Discovered by Napoleone Ferrara in 1989, it took 15 years from the discovery of the target to the clinical approval of the first VEGF blocking drug, the neutralizing antibody Bevacizumab. Bevacizumab and several other VEGF blocking drugs, VEGF receptor neutralizing and blocking drugs have been widely used in the field of oncology. Anti-angiogenic tumor therapy has therefore become part of the standard treatment of Gastrointestinal Cancers, improving the therapeutic effect tumors treatment. But the full potential of anti-angiogenic therapy has not been fully exploited, neither are some of the key questions in the field of tumor angiogenesis research that have not been answered.
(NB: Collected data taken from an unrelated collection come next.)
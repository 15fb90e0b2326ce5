//! Timeline Service Library
//!
//! Composes home, explore and saved feeds for the Nova social platform and
//! owns the like/save/follow/comment mutations that feed them.
//!
//! # Modules
//!
//! - `handlers`: HTTP request handlers and route registration
//! - `models`: Row types, response contracts and pagination
//! - `services`: Feed composition, annotation and mutations
//! - `db`: The `FeedStore` seam with PostgreSQL and in-process implementations
//! - `error`: Error types and their HTTP rendering
//! - `config`: Configuration management
//! - `metrics`: Prometheus collectors

use std::sync::Arc;

pub mod config;
pub mod db;
pub mod error;
pub mod handlers;
pub mod metrics;
pub mod models;
pub mod services;

pub use config::{Config, FeedConfig};
pub use error::{AppError, Result};

use db::FeedStore;

/// Shared handler state; the store is the only cross-request resource.
#[derive(Clone)]
pub struct AppState {
    pub store: Arc<dyn FeedStore>,
    pub feed: FeedConfig,
}

impl AppState {
    pub fn new(store: Arc<dyn FeedStore>, feed: FeedConfig) -> Self {
        Self { store, feed }
    }
}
The indications for anti-angiogenic targeted agents in Gastrointestinal Cancers are currently increasing. There is also an increasing number of clinical trials exploring potentially suitable applications for anti-angiogenic targeted agents, such as the combination of anti-angiogenic therapy with other treatments, which offers the possibility of survival benefits for patients with Gastrointestinal Cancers. To date, we can find encouragement in the fact that patients with Gastrointestinal Cancers are now living longer. Since angiogenesis is an essential process for tumor growth, identifying of pro-angiogenic molecules and blocking their pathway represent potential anti-cancer therapeutic approaches. Although preclinical studies on anti-angiogenic therapies have shown promising anti-cancer effects, they still lack of practical application on patients and do not thoroughly eradicate tumors. The development of new anti-angiogenic strategies for effective treatment of Gastrointestinal Cancers is of great significance, for the purpose of overcoming side effects and drug resistance by targeting the multiple angiogenic mechanisms associated with GI cancer.
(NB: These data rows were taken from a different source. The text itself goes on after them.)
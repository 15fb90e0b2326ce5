//! Notification side effects and the recipient's inbox

use std::collections::HashMap;
use std::sync::Arc;

use uuid::Uuid;

use crate::db::FeedStore;
use crate::error::Result;
use crate::metrics::feed::record_notification;
use crate::models::{
    NewNotification, NotificationKind, NotificationList, NotificationSummary, PageRequest,
    Pagination, UserSummary,
};

pub const NOTIFICATIONS_DEFAULT_LIMIT: i64 = 20;

pub struct NotificationService {
    store: Arc<dyn FeedStore>,
}

impl NotificationService {
    pub fn new(store: Arc<dyn FeedStore>) -> Self {
        Self { store }
    }

    /// Notification owed to `recipient_id` for an action by `actor_id`.
    ///
    /// Self-actions never notify. The result is handed to the store together
    /// with the edge it describes so both commit in one write.
    pub fn pending(
        recipient_id: Uuid,
        actor_id: Uuid,
        kind: NotificationKind,
        post_id: Option<Uuid>,
        message: Option<String>,
    ) -> Option<NewNotification> {
        (recipient_id != actor_id).then_some(NewNotification {
            recipient_id,
            actor_id,
            kind,
            post_id,
            message,
        })
    }

    /// Bookkeeping once a write carrying `notification` has committed
    pub fn delivered(notification: Option<&NewNotification>) {
        let Some(notification) = notification else {
            return;
        };

        record_notification(notification.kind.as_str());
        tracing::debug!(
            recipient_id = %notification.recipient_id,
            actor_id = %notification.actor_id,
            kind = %notification.kind,
            "Notification created"
        );
    }

    /// Newest-first page of notifications with the unread total
    pub async fn list(
        &self,
        recipient_id: Uuid,
        page: PageRequest,
    ) -> Result<(NotificationList, Pagination)> {
        let (rows, (total, unread)) = tokio::try_join!(
            self.store
                .list_notifications(recipient_id, page.limit, page.offset()),
            self.store.count_notifications(recipient_id),
        )?;

        let mut actor_ids: Vec<Uuid> = rows.iter().map(|n| n.actor_id).collect();
        actor_ids.sort_unstable();
        actor_ids.dedup();

        let actors: HashMap<Uuid, UserSummary> = if actor_ids.is_empty() {
            HashMap::new()
        } else {
            self.store
                .find_users(&actor_ids)
                .await?
                .iter()
                .map(|u| (u.id, UserSummary::from(u)))
                .collect()
        };

        let notifications = rows
            .into_iter()
            .map(|n| NotificationSummary {
                actor: actors.get(&n.actor_id).cloned(),
                id: n.id,
                kind: n.kind,
                post_id: n.post_id,
                message: n.message,
                is_read: n.is_read,
                created_at: n.created_at,
            })
            .collect();

        Ok((
            NotificationList {
                notifications,
                unread_count: unread,
            },
            Pagination::with_has_more(page, total),
        ))
    }

    pub async fn mark_all_read(&self, recipient_id: Uuid) -> Result<u64> {
        let updated = self.store.mark_notifications_read(recipient_id).await?;
        tracing::debug!(recipient_id = %recipient_id, updated, "Marked notifications read");
        Ok(updated)
    }
}
//! Environment variable parsing helpers

use std::str::FromStr;

/// Parse an environment variable, falling back to `default` when it is
/// missing or does not parse.
pub fn parse_env_with_default<T: FromStr>(key: &str, default: T) -> T {
    std::env::var(key)
        .ok()
        .and_then(|v| v.trim().parse().ok())
        .unwrap_or(default)
}

#[cfg(test)]
mod tests {
    use super::*;

    #[test]
    #[serial_test::serial]
    fn test_parse_env_with_default() {
        std::env::set_var("DB_POOL_TEST_VALUE", " 42 ");
        assert_eq!(parse_env_with_default("DB_POOL_TEST_VALUE", 7u32), 42);

        std::env::set_var("DB_POOL_TEST_VALUE", "not-a-number");
        assert_eq!(parse_env_with_default("DB_POOL_TEST_VALUE", 7u32), 7);

        std::env::remove_var("DB_POOL_TEST_VALUE");
        assert_eq!(parse_env_with_default("DB_POOL_TEST_VALUE", 7u32), 7);
    }
}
The mechanism of action of anti-angiogenic tumor therapy is still unclear. No accurate markers or methods have been developed to predict and evaluate the response to anti-angiogenic treatments. What is also unclear is that the mechanism of how tumor microenvironment affects anti-angiogenic process. There are problems with the rational combination of anti-angiogenic drugs. The adverse reactions and resistance mechanisms of anti-angiogenic drugs also need to be further elucidated.
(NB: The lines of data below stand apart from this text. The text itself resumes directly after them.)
//! Comment service - threaded comments with one level of replies

use std::collections::HashMap;
use std::sync::Arc;

use uuid::Uuid;

use super::NotificationService;
use crate::db::FeedStore;
use crate::error::{AppError, Result};
use crate::metrics::feed::record_interaction;
use crate::models::{
    Comment, CommentSummary, NewComment, NotificationKind, PageRequest, Pagination, UserSummary,
};

pub const COMMENTS_DEFAULT_LIMIT: i64 = 20;

/// Replies embedded under each top-level comment
pub const REPLIES_PER_COMMENT: i64 = 3;

const MAX_COMMENT_LENGTH: usize = 2200;

/// Characters of the comment copied into the owner's notification
const NOTIFICATION_PREVIEW_CHARS: usize = 100;

pub struct CommentService {
    store: Arc<dyn FeedStore>,
}

fn preview(content: &str) -> String {
    content.chars().take(NOTIFICATION_PREVIEW_CHARS).collect()
}

fn validate_content(content: &str) -> Result<String> {
    let content = content.trim();
    if content.is_empty() {
        return Err(AppError::Validation(
            "Comment content cannot be empty".to_string(),
        ));
    }
    if content.chars().count() > MAX_COMMENT_LENGTH {
        return Err(AppError::Validation(format!(
            "Comment content exceeds maximum length of {MAX_COMMENT_LENGTH}"
        )));
    }
    Ok(content.to_string())
}

impl CommentService {
    pub fn new(store: Arc<dyn FeedStore>) -> Self {
        Self { store }
    }

    pub async fn create_comment(
        &self,
        post_id: Uuid,
        user_id: Uuid,
        content: &str,
        parent_id: Option<Uuid>,
    ) -> Result<CommentSummary> {
        let content = validate_content(content)?;

        let post = self
            .store
            .find_post(post_id)
            .await?
            .ok_or_else(|| AppError::NotFound("Post not found".to_string()))?;
        let author = self
            .store
            .find_user(user_id)
            .await?
            .ok_or_else(|| AppError::NotFound("User not found".to_string()))?;

        if let Some(parent_id) = parent_id {
            let parent = self
                .store
                .find_comment(parent_id)
                .await?
                .ok_or_else(|| AppError::NotFound("Parent comment not found".to_string()))?;

            if parent.post_id != post_id {
                return Err(AppError::Validation(
                    "Parent comment belongs to a different post".to_string(),
                ));
            }
            if parent.parent_id.is_some() {
                return Err(AppError::Validation(
                    "Replies can only be made to top-level comments".to_string(),
                ));
            }
        }

        let notification = NotificationService::pending(
            post.user_id,
            user_id,
            NotificationKind::Comment,
            Some(post_id),
            Some(preview(&content)),
        );
        let comment = self
            .store
            .create_comment(
                &NewComment {
                    post_id,
                    user_id,
                    content,
                    parent_id,
                },
                notification.as_ref(),
            )
            .await?;
        record_interaction("comment", "created");
        NotificationService::delivered(notification.as_ref());

        tracing::info!(post_id = %post_id, comment_id = %comment.id, user_id = %user_id, "Comment created");

        Ok(summarize(comment, Some(UserSummary::from(&author)), Vec::new(), 0))
    }

    /// Top-level comments newest first, each with its oldest replies
    pub async fn list_comments(
        &self,
        post_id: Uuid,
        page: PageRequest,
    ) -> Result<(Vec<CommentSummary>, Pagination)> {
        if self.store.find_post(post_id).await?.is_none() {
            return Err(AppError::NotFound("Post not found".to_string()));
        }

        let (top_level, total) = tokio::try_join!(
            self.store
                .list_top_level_comments(post_id, page.limit, page.offset()),
            self.store.count_top_level_comments(post_id),
        )?;

        let parent_ids: Vec<Uuid> = top_level.iter().map(|c| c.id).collect();
        let (replies, reply_counts) = if parent_ids.is_empty() {
            (Vec::new(), HashMap::new())
        } else {
            tokio::try_join!(
                self.store.list_replies(&parent_ids, REPLIES_PER_COMMENT),
                self.store.count_replies_batch(&parent_ids),
            )?
        };

        let mut author_ids: Vec<Uuid> = top_level
            .iter()
            .chain(replies.iter())
            .map(|c| c.user_id)
            .collect();
        author_ids.sort_unstable();
        author_ids.dedup();

        let authors: HashMap<Uuid, UserSummary> = if author_ids.is_empty() {
            HashMap::new()
        } else {
            self.store
                .find_users(&author_ids)
                .await?
                .iter()
                .map(|u| (u.id, UserSummary::from(u)))
                .collect()
        };

        let mut replies_by_parent: HashMap<Uuid, Vec<CommentSummary>> = HashMap::new();
        for reply in replies {
            if let Some(parent_id) = reply.parent_id {
                let author = authors.get(&reply.user_id).cloned();
                replies_by_parent
                    .entry(parent_id)
                    .or_default()
                    .push(summarize(reply, author, Vec::new(), 0));
            }
        }

        let comments = top_level
            .into_iter()
            .map(|comment| {
                let author = authors.get(&comment.user_id).cloned();
                let replies = replies_by_parent.remove(&comment.id).unwrap_or_default();
                let replies_count = reply_counts.get(&comment.id).copied().unwrap_or(0);
                summarize(comment, author, replies, replies_count)
            })
            .collect();

        Ok((comments, Pagination::with_has_next(page, total)))
    }
}

fn summarize(
    comment: Comment,
    user: Option<UserSummary>,
    replies: Vec<CommentSummary>,
    replies_count: i64,
) -> CommentSummary {
    CommentSummary {
        id: comment.id,
        post_id: comment.post_id,
        parent_id: comment.parent_id,
        content: comment.content,
        created_at: comment.created_at,
        user,
        replies,
        replies_count,
    }
}

#[cfg(test)]
mod tests {
    use super::*;
    use crate::db::MemoryStore;
    use chrono::{Duration, Utc};

    #[test]
    fn test_content_validation() {
        assert_eq!(validate_content("  hi  ").unwrap(), "hi");
        assert!(validate_content("   ").is_err());
        assert!(validate_content(&"a".repeat(MAX_COMMENT_LENGTH)).is_ok());
        assert!(validate_content(&"a".repeat(MAX_COMMENT_LENGTH + 1)).is_err());
    }

    #[test]
    fn test_preview_counts_characters() {
        let text = "é".repeat(150);
        let short = preview(&text);
        assert_eq!(short.chars().count(), 100);
        assert_eq!(preview("short"), "short");
    }

    #[tokio::test]
    async fn test_comment_notifies_owner_with_preview() {
        let store = Arc::new(MemoryStore::new());
        let owner = store.insert_user("owner", None).await;
        let fan = store.insert_user("fan", None).await;
        let post = store.insert_post(owner.id, None, None, Utc::now()).await;
        let service = CommentService::new(store.clone());

        let long = "x".repeat(250);
        let created = service
            .create_comment(post.id, fan.id, &long, None)
            .await
            .unwrap();
        assert_eq!(created.content.len(), 250);
        assert_eq!(created.user.map(|u| u.id), Some(fan.id));

        let notifications = store.notifications().await;
        assert_eq!(notifications.len(), 1);
        assert_eq!(notifications[0].kind, NotificationKind::Comment);
        assert_eq!(notifications[0].message.as_deref(), Some("x".repeat(100).as_str()));

        // Commenting on your own post is silent
        service
            .create_comment(post.id, owner.id, "thanks", None)
            .await
            .unwrap();
        assert_eq!(store.notifications().await.len(), 1);
    }

    #[tokio::test]
    async fn test_comment_requires_known_author() {
        let store = Arc::new(MemoryStore::new());
        let owner = store.insert_user("owner", None).await;
        let post = store.insert_post(owner.id, None, None, Utc::now()).await;
        let service = CommentService::new(store.clone());

        let err = service
            .create_comment(post.id, Uuid::new_v4(), "hi", None)
            .await
            .unwrap_err();
        assert!(matches!(err, AppError::NotFound(ref m) if m == "User not found"));
        assert_eq!(store.count_top_level_comments(post.id).await.unwrap(), 0);
        assert!(store.notifications().await.is_empty());
    }

    #[tokio::test]
    async fn test_reply_rules() {
        let store = Arc::new(MemoryStore::new());
        let owner = store.insert_user("owner", None).await;
        let post = store.insert_post(owner.id, None, None, Utc::now()).await;
        let other = store.insert_post(owner.id, None, None, Utc::now()).await;
        let service = CommentService::new(store.clone());

        let top = service
            .create_comment(post.id, owner.id, "top", None)
            .await
            .unwrap();
        let reply = service
            .create_comment(post.id, owner.id, "reply", Some(top.id))
            .await
            .unwrap();
        assert_eq!(reply.parent_id, Some(top.id));

        let nested = service
            .create_comment(post.id, owner.id, "nested", Some(reply.id))
            .await
            .unwrap_err();
        assert!(matches!(nested, AppError::Validation(_)));

        let cross = service
            .create_comment(other.id, owner.id, "elsewhere", Some(top.id))
            .await
            .unwrap_err();
        assert!(matches!(cross, AppError::Validation(_)));

        let missing = service
            .create_comment(post.id, owner.id, "ghost", Some(Uuid::new_v4()))
            .await
            .unwrap_err();
        assert!(matches!(missing, AppError::NotFound(_)));
    }

    #[tokio::test]
    async fn test_listing_embeds_three_oldest_replies() {
        let store = Arc::new(MemoryStore::new());
        let owner = store.insert_user("owner", None).await;
        let post = store.insert_post(owner.id, None, None, Utc::now()).await;
        let base = Utc::now();

        let older = store
            .insert_comment(post.id, owner.id, "older", None, base)
            .await;
        let newer = store
            .insert_comment(post.id, owner.id, "newer", None, base + Duration::seconds(10))
            .await;
        for i in 0..5 {
            store
                .insert_comment(
                    post.id,
                    owner.id,
                    &format!("reply {i}"),
                    Some(older.id),
                    base + Duration::seconds(20 + i),
                )
                .await;
        }

        let service = CommentService::new(store);
        let (comments, pagination) = service
            .list_comments(post.id, PageRequest::new(1, 20))
            .await
            .unwrap();

        assert_eq!(pagination.total, 2);
        assert_eq!(pagination.has_next, Some(false));
        assert_eq!(comments[0].id, newer.id);
        assert_eq!(comments[1].id, older.id);
        assert_eq!(comments[1].replies_count, 5);

        let contents: Vec<&str> = comments[1].replies.iter().map(|r| r.content.as_str()).collect();
        assert_eq!(contents, vec!["reply 0", "reply 1", "reply 2"]);
        assert!(comments[0].replies.is_empty());
    }
}
//! Per-viewer annotation of a page of posts
//!
//! Every lookup is keyed by the ids on the page, so the cost follows the
//! page size rather than the size of the corpus.

use std::collections::{HashMap, HashSet};
use std::sync::Arc;

use uuid::Uuid;

use crate::db::FeedStore;
use crate::error::Result;
use crate::models::{Post, PostSummary, UserSummary};

pub struct Annotator {
    store: Arc<dyn FeedStore>,
}

impl Annotator {
    pub fn new(store: Arc<dyn FeedStore>) -> Self {
        Self { store }
    }

    pub async fn annotate(&self, posts: Vec<Post>, viewer_id: Option<Uuid>) -> Result<Vec<PostSummary>> {
        if posts.is_empty() {
            return Ok(Vec::new());
        }

        let post_ids: Vec<Uuid> = posts.iter().map(|p| p.id).collect();
        let mut author_ids: Vec<Uuid> = posts.iter().map(|p| p.user_id).collect();
        author_ids.sort_unstable();
        author_ids.dedup();

        let (authors, like_counts, comment_counts, (liked, saved)) = tokio::try_join!(
            self.store.find_users(&author_ids),
            self.store.count_likes_batch(&post_ids),
            self.store.count_comments_batch(&post_ids),
            self.viewer_edges(viewer_id, &post_ids),
        )?;

        let authors: HashMap<Uuid, UserSummary> = authors
            .iter()
            .map(|u| (u.id, UserSummary::from(u)))
            .collect();

        Ok(posts
            .into_iter()
            .map(|post| PostSummary {
                user: authors.get(&post.user_id).cloned(),
                likes_count: like_counts.get(&post.id).copied().unwrap_or(0),
                comments_count: comment_counts.get(&post.id).copied().unwrap_or(0),
                is_liked: liked.contains(&post.id),
                is_saved: saved.contains(&post.id),
                id: post.id,
                user_id: post.user_id,
                image_url: post.image_url,
                caption: post.caption,
                location: post.location,
                created_at: post.created_at,
            })
            .collect())
    }

    /// Like and save edges for the viewer; both empty without a viewer
    async fn viewer_edges(
        &self,
        viewer_id: Option<Uuid>,
        post_ids: &[Uuid],
    ) -> Result<(HashSet<Uuid>, HashSet<Uuid>)> {
        match viewer_id {
            Some(viewer_id) => tokio::try_join!(
                self.store.liked_post_ids(viewer_id, post_ids),
                self.store.saved_post_ids(viewer_id, post_ids),
            ),
            None => Ok((HashSet::new(), HashSet::new())),
        }
    }
}

#[cfg(test)]
mod tests {
    use super::*;
    use crate::db::MemoryStore;
    use chrono::Utc;

    #[tokio::test]
    async fn test_annotations_follow_edges() {
        let store = Arc::new(MemoryStore::new());
        let author = store.insert_user("author", Some("The Author")).await;
        let viewer = store.insert_user("viewer", None).await;
        let other = store.insert_user("other", None).await;
        let liked = store.insert_post(author.id, Some("one"), None, Utc::now()).await;
        let plain = store.insert_post(author.id, Some("two"), None, Utc::now()).await;

        store.create_like(viewer.id, liked.id, None).await.unwrap();
        store.create_like(other.id, liked.id, None).await.unwrap();
        store.create_saved_post(viewer.id, plain.id).await.unwrap();
        store
            .insert_comment(plain.id, other.id, "nice", None, Utc::now())
            .await;

        let annotator = Annotator::new(store);
        let page = annotator
            .annotate(vec![liked.clone(), plain.clone()], Some(viewer.id))
            .await
            .unwrap();

        assert_eq!(page[0].id, liked.id);
        assert!(page[0].is_liked);
        assert!(!page[0].is_saved);
        assert_eq!(page[0].likes_count, 2);
        assert_eq!(page[0].comments_count, 0);
        assert_eq!(page[0].user.as_ref().map(|u| u.username.as_str()), Some("author"));

        assert!(!page[1].is_liked);
        assert!(page[1].is_saved);
        assert_eq!(page[1].likes_count, 0);
        assert_eq!(page[1].comments_count, 1);
    }

    #[tokio::test]
    async fn test_anonymous_viewer_sees_counts_only() {
        let store = Arc::new(MemoryStore::new());
        let author = store.insert_user("author", None).await;
        let post = store.insert_post(author.id, None, None, Utc::now()).await;
        store.create_like(author.id, post.id, None).await.unwrap();

        let page = Annotator::new(store).annotate(vec![post], None).await.unwrap();
        assert!(!page[0].is_liked);
        assert!(!page[0].is_saved);
        assert_eq!(page[0].likes_count, 1);
    }

    #[tokio::test]
    async fn test_empty_page_skips_store() {
        let store = Arc::new(MemoryStore::new());
        let page = Annotator::new(store.clone())
            .annotate(Vec::new(), Some(Uuid::new_v4()))
            .await
            .unwrap();

        assert!(page.is_empty());
        assert_eq!(store.call_count(), 0);
    }
}
//! Post handlers - single post reads, owner edits, likes and saves

use actix_web::{web, HttpResponse};
use serde::Deserialize;
use uuid::Uuid;
use validator::Validate;

use super::{parse_viewer, require_user_id, ActorBody, PageQuery};
use crate::error::Result;
use crate::models::{ApiResponse, PostChanges};
use crate::services::{FeedService, InteractionService};
use crate::AppState;

#[derive(Debug, Deserialize, Validate)]
#[serde(rename_all = "camelCase")]
pub struct UpdatePostRequest {
    pub user_id: Option<String>,
    #[validate(length(max = 2200))]
    pub caption: Option<String>,
    #[validate(length(max = 255))]
    pub location: Option<String>,
}

/// GET /posts/{id}
pub async fn get_post(
    state: web::Data<AppState>,
    path: web::Path<Uuid>,
    query: web::Query<PageQuery>,
) -> Result<HttpResponse> {
    let viewer_id = parse_viewer(query.user_id.as_deref())?;
    let post = FeedService::new(state.store.clone())
        .get_post(path.into_inner(), viewer_id)
        .await?;

    Ok(HttpResponse::Ok().json(ApiResponse::ok(post)))
}

/// PATCH /posts/{id}
pub async fn update_post(
    state: web::Data<AppState>,
    path: web::Path<Uuid>,
    req: web::Json<UpdatePostRequest>,
) -> Result<HttpResponse> {
    let req = req.into_inner();
    let editor_id = require_user_id(req.user_id.as_deref())?;
    req.validate()?;

    let changes = PostChanges {
        caption: req.caption,
        location: req.location,
    };
    let post = FeedService::new(state.store.clone())
        .update_post(path.into_inner(), editor_id, changes)
        .await?;

    Ok(HttpResponse::Ok().json(ApiResponse::ok(post)))
}

/// POST /posts/{id}/like
pub async fn like_post(
    state: web::Data<AppState>,
    path: web::Path<Uuid>,
    body: web::Json<ActorBody>,
) -> Result<HttpResponse> {
    let user_id = body.actor()?;
    let like = InteractionService::new(state.store.clone())
        .like_post(path.into_inner(), user_id)
        .await?;

    Ok(HttpResponse::Ok().json(ApiResponse::ok(like)))
}

/// DELETE /posts/{id}/like
pub async fn unlike_post(
    state: web::Data<AppState>,
    path: web::Path<Uuid>,
    body: web::Json<ActorBody>,
) -> Result<HttpResponse> {
    let user_id = body.actor()?;
    let like = InteractionService::new(state.store.clone())
        .unlike_post(path.into_inner(), user_id)
        .await?;

    Ok(HttpResponse::Ok().json(ApiResponse::ok(like)))
}

/// POST /posts/{id}/save
pub async fn save_post(
    state: web::Data<AppState>,
    path: web::Path<Uuid>,
    body: web::Json<ActorBody>,
) -> Result<HttpResponse> {
    let user_id = body.actor()?;
    let saved = InteractionService::new(state.store.clone())
        .save_post(path.into_inner(), user_id)
        .await?;

    Ok(HttpResponse::Ok().json(ApiResponse::ok(saved)))
}

/// DELETE /posts/{id}/save
pub async fn unsave_post(
    state: web::Data<AppState>,
    path: web::Path<Uuid>,
    body: web::Json<ActorBody>,
) -> Result<HttpResponse> {
    let user_id = body.actor()?;
    let saved = InteractionService::new(state.store.clone())
        .unsave_post(path.into_inner(), user_id)
        .await?;

    Ok(HttpResponse::Ok().json(ApiResponse::ok(saved)))
}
This research topic aims at shedding light on the latest developments, research hotspots, and potential problems in the field of tumor anti-angiogenesis treatments. We welcome the submissions of Review, Mini-Review and Original Research articles covering, but not limited to, the following topics:
• Current and novel strategies of anti-angiogenics therapy in gastrointestinal cancers
• Mechanisms of anti-angiogenic therapy and resistance in gastrointestinal cancers
• Mechanisms of synergy in combinations of anti-angiogenics and other therapies in gastrointestinal cancers
• Anti-tumor angiogenesis biomarkers, response evaluation and adverse reactions in gastrointestinal cancers
Please note: manuscripts consisting solely of bioinformatics or computational analysis of public genomic or transcriptomic databases which are not accompanied by validation (independent cohort or biological validation in vitro or in vivo) are out of scope for this section and will not be accepted as part of this Research Topic.